February 23, 2012 on 11:02 am | In News | 2 Comments

This year the usual doom and gloom merchants Capital Economics and Jonathan Davis are still saying property prices will fall by 5% (CE) or up to -12% (JD). These two companies typically give ‘downbeat’ forecasts about the property market.

Other predictions suggest property prices will rise by up to 3% (Savills). The CEBR correctly predicted small falls in 2011 and then prices rising around 14% up to 2015. Although this sounds a lot, over a five year period, this means an average growth of just under 3% per annum, which means house prices potentially won’t keep up with current inflation levels of 4% or more. Hometrack predict house price falls of around 3% in 2012.

So, depending on whether we hit an economic recession in 2012 and how deep it is will determine whether prices show a little bit of growth or a small decline. If things get really rough with high unemployment levels, a sharp rise in repossessions and say a rise in interest rates, then it may be that the real doom and gloom forecasts of 5% or more falls could exist by the year end.

The following data and analysis helps us to understand what might happen over the next few months in the property market. However in view of the regional differences, it is essential to consult local property experts and not rely on national data which could give you a completely skewed view of the market.

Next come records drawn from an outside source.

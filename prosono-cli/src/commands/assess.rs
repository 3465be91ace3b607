//! Assess command - the 4-step sleep evaluation wizard
//!
//! intro -> attitude -> frequency -> knowledge, with back navigation that
//! keeps already-collected answers. The final step submits all three
//! questionnaires in one go.

use anyhow::Result;
use colored::Colorize;
use dialoguer::{Confirm, Input, Select};
use prosono_core::domain::date;
use prosono_core::{
    AssessmentStep, AssessmentWizard, AttitudeAnswers, FrequencyAnswers, KnowledgeAnswers,
    StepAnswers, StepTransition,
};

use super::{get_context, require_session, with_spinner};
use crate::output;

pub async fn run(date_arg: Option<String>) -> Result<()> {
    let ctx = get_context()?;
    require_session(&ctx)?;

    let survey_date = match date_arg {
        Some(display) => {
            date::validate_display_date(&display)?;
            display
        }
        None => date::today_display(),
    };

    let mut wizard = AssessmentWizard::new(survey_date);

    loop {
        print_step_header(&wizard);

        match wizard.current_step() {
            AssessmentStep::Intro => {
                println!("Throughout the ProSono program we ask a few questions about your sleep.");
                println!("This evaluation is three short questionnaires: \"My sleep\",");
                println!("\"Daytime sleepiness scale\" and \"Ideas about sleep\".");
                println!("Assessment date: {}", wizard.survey_date());
                println!();
                if !Confirm::new()
                    .with_prompt("Start the evaluation?")
                    .default(true)
                    .interact()?
                {
                    output::info("Evaluation cancelled.");
                    return Ok(());
                }
                wizard.complete_step(StepAnswers::Intro)?;
            }
            AssessmentStep::Attitude => match prompt_attitude()? {
                Some(answers) => {
                    wizard.complete_step(StepAnswers::Attitude(answers))?;
                }
                None => {
                    wizard.go_back();
                }
            },
            AssessmentStep::Frequency => match prompt_frequency()? {
                Some(answers) => {
                    wizard.complete_step(StepAnswers::Frequency(answers))?;
                }
                None => {
                    wizard.go_back();
                }
            },
            AssessmentStep::Knowledge => match prompt_knowledge()? {
                Some(answers) => {
                    if wizard.complete_step(StepAnswers::Knowledge(answers))?
                        == StepTransition::Finished
                    {
                        break;
                    }
                }
                None => {
                    wizard.go_back();
                }
            },
        }
    }

    let draft = wizard.finish()?;
    let outcome = with_spinner(
        "Submitting your answers...",
        ctx.assessment_service.submit(&draft),
    )
    .await?;

    println!();
    if outcome.is_partial() {
        output::warning(&outcome.message);
    } else {
        output::success(&outcome.message);
    }
    println!("Run 'prosono status' to see your updated dashboard.");
    Ok(())
}

fn print_step_header(wizard: &AssessmentWizard) {
    let step = wizard.current_step();
    println!();
    println!(
        "{}",
        format!(
            "Step {} of {} - {}",
            step.position() + 1,
            AssessmentStep::ALL.len(),
            step.title()
        )
        .bold()
    );
    println!();
}

/// Offer the choice between answering this questionnaire and stepping back.
/// `Ok(false)` means "go back one step".
fn begin_or_back() -> Result<bool> {
    let choice = Select::new()
        .items(&["Answer this questionnaire", "Go back one step"])
        .default(0)
        .interact()?;
    Ok(choice == 0)
}

/// Ask one 0..=max scale question
fn scale_question(text: &str, max: u8) -> Result<u8> {
    let answer = Input::<u8>::new()
        .with_prompt(format!("{text} [0-{max}]"))
        .validate_with(move |value: &u8| -> Result<(), String> {
            if *value <= max {
                Ok(())
            } else {
                Err(format!("Answer must be between 0 and {max}"))
            }
        })
        .interact_text()?;
    Ok(answer)
}

/// Ask one true/false statement
fn statement_question(text: &str) -> Result<bool> {
    let choice = Select::new()
        .with_prompt(text)
        .items(&["True", "False"])
        .default(0)
        .interact()?;
    Ok(choice == 0)
}

fn prompt_attitude() -> Result<Option<AttitudeAnswers>> {
    if !begin_or_back()? {
        return Ok(None);
    }
    println!("Four quick questions about how you feel about sleep.");
    println!();

    Ok(Some(AttitudeAnswers {
        sleep_well_or_poorly: scale_question(
            "Do I sleep poorly or well? (0 = very poorly, 10 = very well)",
            10,
        )?,
        enjoy_sleeping: scale_question("Do I like sleeping? (0 = not at all, 10 = very much)", 10)?,
        sleep_is_important: scale_question(
            "Is sleep important to me? (0 = not at all, 10 = very important)",
            10,
        )?,
        sleep_self_knowledge: scale_question(
            "How much do I know about sleep? (0 = nothing, 10 = a lot)",
            10,
        )?,
    }))
}

fn prompt_frequency() -> Result<Option<FrequencyAnswers>> {
    if !begin_or_back()? {
        return Ok(None);
    }
    println!("How often does each situation happen to you?");
    println!("0 = never, 1 = rarely, 2 = sometimes, 3 = often, 4 = always");
    println!();

    Ok(Some(FrequencyAnswers {
        doze_in_morning_classes: scale_question("I fall asleep during morning classes", 4)?,
        last_school_day_without_fatigue: scale_question(
            "I can get through the whole school day without feeling tired",
            4,
        )?,
        doze_in_last_class: scale_question("I fall asleep in the last class of the day", 4)?,
        drowsy_in_car_five_minutes: scale_question(
            "I get sleepy in a car ride longer than 5 minutes",
            4,
        )?,
        wide_awake_all_day: scale_question("I stay wide awake the whole day", 4)?,
        doze_in_afternoon_classes: scale_question(
            "I fall asleep in afternoon classes at school",
            4,
        )?,
        alert_during_classes: scale_question("I feel alert during classes", 4)?,
        drowsy_after_school_day: scale_question(
            "I feel sleepy at the end of the day, after classes",
            4,
        )?,
        drowsy_on_bus_to_activity: scale_question(
            "I feel sleepy on the bus to a school activity",
            4,
        )?,
        doze_at_school_mornings: scale_question(
            "In the morning, when I am at school, I fall asleep",
            4,
        )?,
        alert_in_classes: scale_question("When I am in class I feel wide awake", 4)?,
        drowsy_during_evening_homework: scale_question(
            "I feel sleepy when doing homework in the evening",
            4,
        )?,
        alert_in_last_class: scale_question("I am wide awake in the last class of the day", 4)?,
        doze_on_transport: scale_question("I fall asleep when riding a car, bus or train", 4)?,
        dozed_off_at_school: scale_question(
            "During the school day there were moments when I actually fell asleep",
            4,
        )?,
        doze_during_evening_homework: scale_question(
            "I fall asleep doing homework at night at home",
            4,
        )?,
    }))
}

fn prompt_knowledge() -> Result<Option<KnowledgeAnswers>> {
    if !begin_or_back()? {
        return Ok(None);
    }
    println!("Mark each statement true or false.");
    println!();

    Ok(Some(KnowledgeAnswers {
        short_sleep_causes_irritability: statement_question(
            "Sleeping too little makes people aggressive and irritable",
        )?,
        falling_asleep_raises_body_temperature: statement_question(
            "Falling asleep raises the body's temperature",
        )?,
        bedtime_does_not_affect_quality: statement_question(
            "The time you go to bed does not influence sleep quality",
        )?,
        evening_computer_harms_sleep: statement_question(
            "Using the computer at night harms sleep",
        )?,
        teens_need_eight_hours: statement_question(
            "Teenagers should sleep around 8 hours per night",
        )?,
        concentration_independent_of_sleep: statement_question(
            "Concentration does not depend on sleep",
        )?,
        sleep_without_brain_activity: statement_question(
            "There is no brain activity during sleep",
        )?,
        day_or_night_sleep_equivalent: statement_question(
            "Sleeping during the day or at night makes no difference",
        )?,
        heavy_meals_harm_sleep: statement_question(
            "Eating a lot right before bed harms sleep",
        )?,
        night_messaging_harms_sleep: statement_question(
            "Exchanging messages late at night harms sleep",
        )?,
        short_sleep_increases_illness: statement_question(
            "Sleeping too little increases the risk of illness",
        )?,
        late_study_as_effective_as_daytime: statement_question(
            "Studying late at night is as effective as studying during the day",
        )?,
        bright_light_alters_rhythm: statement_question(
            "A lot of light at night alters the body's rhythm",
        )?,
        exercise_helps_falling_asleep: statement_question(
            "Physical effort helps you fall asleep",
        )?,
        lost_sleep_recovered_next_night: statement_question(
            "Lost sleep can be fully recovered the next night",
        )?,
        insufficient_sleep_causes_weight_gain: statement_question(
            "Insufficient sleep can make you gain weight",
        )?,
        naps_do_not_affect_night_sleep: statement_question(
            "An afternoon nap does not affect night sleep",
        )?,
        sunlight_helps_sleep: statement_question("Sunlight helps you sleep well")?,
        short_sleep_increases_accidents: statement_question(
            "Sleeping too little increases the risk of accidents",
        )?,
        several_sleep_stages_per_night: statement_question(
            "There are several types of sleep during the night",
        )?,
    }))
}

For more information and analysis using For Sale Sign Analysis, Hometrack, National Association of Estate Agents and Royal Institution of Chartered Surveyors, please download the full release in PDF format.

What does the current market mean for Homeowners, Buyers, Sellers and Investors?

The current market suggests that for homeowners, nothing much will change this year unless you are in a tough area where property prices are falling 5% or more – such as Hartlepool, Blackpool, Carmarthenshire, Hull and North Lincolnshire. Owners of properties in these areas are more likely to find equity is being squeezed which could impact on their ability to re-mortgage their properties.

In other areas such as successful parts of London, the market is buoyant and homeowners can look forward to natural property price growth.

For buyers, in the main, the market will play into your hands as there appears to be more properties coming onto the market than there do buyers. However, the number of properties available for sale is still low, so although you could get a bargain, it may be tough to find the right property and when you do, with so many micro markets developing at the moment, you might end up having to compete to secure it.

For sellers, it’s all about understanding not just the local market but also the market for your individual property. Board counting is a useful way of doing this, just as For Sale Sign Analysis carries this out on a regional basis, so you can check how many similar properties to yours are for sale and how many are sold. If you are in a market where more than four properties out of ten are sold, it’s potentially a good time to sell, if it’s down around the one in ten, then you are likely to have to price keenly and have to wait a few months to secure a sale.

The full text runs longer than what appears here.